John N. Richards (1904–1982) was an American architect in practice in Toledo, Ohio, from 1940 to 1976. From 1958 to 1960 he was president of the American Institute of Architects.

==Life and career==
John Noble Richards was born April 23, 1904, in Warren, Ohio. His family moved to Toledo in 1911, where he was educated in the public schools. After his graduation he worked for the local architectural firm of Mills, Rhines, Bellman & Nordhoff before moving to Philadelphia, where he attended the architecture school of the University of Pennsylvania. He graduated with a B.Arch. in 1931. While in Philadelphia he worked for architects G. Edwin Brumbaugh, Zantzinger, Borie & Medary and Ritter & Shay before returning to Mills in Toledo in 1932. He would remain with this firm and its successors for the rest of his career. In 1940 he was made a principal in the firm, and in 1944 it was renamed Bellman, Gillett & Richards to recognize changes in leadership. His associates Lawrence S. Bellman and John Gillett died in 1951 and retired in 1954, respectively, and Richards assumed control of the firm. In 1962 the firm became Richards, Bauer & Moorhead to include Richards' new associates, Orville H. Bauer and Robert C. Moorhead. From Gillett's retirement in 1954 until his own retirement in 1976, Richards was head of the firm.

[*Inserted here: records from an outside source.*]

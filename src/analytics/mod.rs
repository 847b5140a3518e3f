//! Analytics Aggregator
//!
//! [`aggregate`] is a pure function over an order snapshot. The
//! [`SalesAnalytics`] service reads that snapshot from the store for the
//! requested window and runs the aggregation on demand. Records the store
//! could not decode are reported as warnings on every result, since their
//! dates are unknown.

mod aggregate;
mod window;

use std::sync::Arc;

use chrono::{DateTime, Utc};

use crate::error::OrderResult;
use crate::store::{OrderStore, StoreQuery};
use crate::types::{AnalyticsResult, AnalyticsWarning};
use crate::utils::time;

pub use aggregate::{aggregate, ALL_CATEGORIES};
pub use window::{DateFilter, DateWindow};

/// Reads completed sales from the store
pub struct SalesAnalytics {
    store: Arc<dyn OrderStore>,
}

impl SalesAnalytics {
    pub fn new(store: Arc<dyn OrderStore>) -> Self {
        Self { store }
    }

    /// Sales for `date_filter`/`category_filter` relative to the current time
    pub async fn sales(
        &self,
        date_filter: &str,
        category_filter: &str,
    ) -> OrderResult<AnalyticsResult> {
        self.sales_at(date_filter, category_filter, time::now()).await
    }

    /// Sales relative to an explicit reference instant
    pub async fn sales_at(
        &self,
        date_filter: &str,
        category_filter: &str,
        now: DateTime<Utc>,
    ) -> OrderResult<AnalyticsResult> {
        let window = date_filter.parse::<DateFilter>()?.window(now)?;
        let snapshot = self
            .store
            .query(StoreQuery::CreatedBetween {
                start: window.start,
                end: window.end,
            })
            .await?;

        let mut result = aggregate(&snapshot, date_filter, category_filter, now)?;
        for record in self.store.unreadable_records() {
            result.warnings.push(AnalyticsWarning {
                order_id: record.order_id,
                message: format!(
                    "stored record at line {} is unreadable: {}",
                    record.line, record.error
                ),
            });
        }
        tracing::debug!(
            date = date_filter,
            category = category_filter,
            orders = result.total_orders,
            revenue = result.total_revenue,
            warnings = result.warnings.len(),
            "analytics computed"
        );
        Ok(result)
    }
}
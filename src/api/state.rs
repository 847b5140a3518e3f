//! Shared application state for HTTP and WebSocket handlers

use std::sync::Arc;

use crate::analytics::SalesAnalytics;
use crate::broadcast::EventBroadcaster;
use crate::lifecycle::{LifecycleConfig, OrderLifecycle};
use crate::menu::MenuCatalog;
use crate::store::OrderStore;

pub struct AppState {
    pub lifecycle: OrderLifecycle,
    pub analytics: SalesAnalytics,
    pub broadcaster: Arc<EventBroadcaster>,
    pub menu: MenuCatalog,
}

impl AppState {
    /// Wire the core components around one store and one broadcaster
    pub fn new(
        store: Arc<dyn OrderStore>,
        broadcaster: Arc<EventBroadcaster>,
        menu: MenuCatalog,
        config: LifecycleConfig,
    ) -> Self {
        Self {
            lifecycle: OrderLifecycle::with_config(store.clone(), broadcaster.clone(), config),
            analytics: SalesAnalytics::new(store),
            broadcaster,
            menu,
        }
    }
}
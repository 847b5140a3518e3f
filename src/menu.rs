//! Read-only menu catalog
//!
//! Menu management lives outside this service; the catalog is loaded once
//! from a JSON array and only served to waiters.

use std::fs;
use std::path::Path;

use crate::error::OrderResult;
use crate::types::MenuItem;

#[derive(Debug, Clone, Default)]
pub struct MenuCatalog {
    items: Vec<MenuItem>,
}

impl MenuCatalog {
    pub fn new(items: Vec<MenuItem>) -> Self {
        Self { items }
    }

    /// Load from a JSON file. A missing file yields an empty catalog.
    pub fn load<P: AsRef<Path>>(path: P) -> OrderResult<Self> {
        let path = path.as_ref();
        if !path.exists() {
            tracing::warn!(path = %path.display(), "menu file not found, serving an empty menu");
            return Ok(Self::default());
        }

        let content = fs::read_to_string(path)?;
        let items: Vec<MenuItem> = serde_json::from_str(&content)?;
        tracing::info!(path = %path.display(), items = items.len(), "menu loaded");
        Ok(Self::new(items))
    }

    /// Available items ordered by category, then name
    pub fn available(&self) -> Vec<MenuItem> {
        let mut items: Vec<MenuItem> = self.items.iter().filter(|i| i.available).cloned().collect();
        items.sort_by(|a, b| a.category.cmp(&b.category).then_with(|| a.name.cmp(&b.name)));
        items
    }

    pub fn len(&self) -> usize {
        self.items.len()
    }

    pub fn is_empty(&self) -> bool {
        self.items.is_empty()
    }
}
//! Time and timestamp utilities
//!
//! All timestamps are UTC. On the wire they are truncated to whole seconds
//! and carry a trailing `Z` (`2025-01-10T23:00:00Z`).

use chrono::{DateTime, Duration, NaiveDate, NaiveTime, SecondsFormat, TimeZone, Utc};

/// Current instant in UTC
pub fn now() -> DateTime<Utc> {
    Utc::now()
}

/// Format a timestamp at second precision with a trailing `Z`
pub fn format_timestamp(ts: &DateTime<Utc>) -> String {
    ts.to_rfc3339_opts(SecondsFormat::Secs, true)
}

/// Parse an RFC 3339 timestamp into UTC
pub fn parse_timestamp(s: &str) -> Result<DateTime<Utc>, chrono::ParseError> {
    DateTime::parse_from_rfc3339(s).map(|dt| dt.with_timezone(&Utc))
}

/// Midnight UTC of the day containing `ts`
pub fn start_of_day(ts: DateTime<Utc>) -> DateTime<Utc> {
    day_start(ts.date_naive())
}

/// Midnight UTC of `date`
pub fn day_start(date: NaiveDate) -> DateTime<Utc> {
    Utc.from_utc_datetime(&date.and_time(NaiveTime::MIN))
}

/// One calendar day
pub fn one_day() -> Duration {
    Duration::days(1)
}

/// `YYYY-MM-DD` of `ts`
pub fn format_date(ts: &DateTime<Utc>) -> String {
    ts.format("%Y-%m-%d").to_string()
}

/// `YYYYMMDDHHMMSS` stamp used as the order-number prefix
pub fn second_stamp(ts: &DateTime<Utc>) -> String {
    ts.format("%Y%m%d%H%M%S").to_string()
}

/// Serde adapter for `DateTime<Utc>` fields at second precision
pub mod second_precision {
    use chrono::{DateTime, Utc};
    use serde::{de, Deserialize, Deserializer, Serializer};

    pub fn serialize<S>(ts: &DateTime<Utc>, serializer: S) -> Result<S::Ok, S::Error>
    where
        S: Serializer,
    {
        serializer.serialize_str(&super::format_timestamp(ts))
    }

    pub fn deserialize<'de, D>(deserializer: D) -> Result<DateTime<Utc>, D::Error>
    where
        D: Deserializer<'de>,
    {
        let raw = String::deserialize(deserializer)?;
        super::parse_timestamp(&raw).map_err(de::Error::custom)
    }
}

Richards joined the American Institute of Architects in 1935 as a member of the Toledo chapter, and was elected a Fellow in 1955. He served as chapter president and as second and first vice president in the national organization before being elected president in 1958. He was elected to a second term in 1959. After his presidency he was elected to honorary membership in the Royal Institute of British Architects, the Royal Architectural Institute of Canada, the Society of Architects of Mexico and the Philippine Institute of Architects. In 1977 he was awarded an honorary Doctor of Arts by Bowling Green State University and in 1980 he was elected an associate of the National Academy of Design.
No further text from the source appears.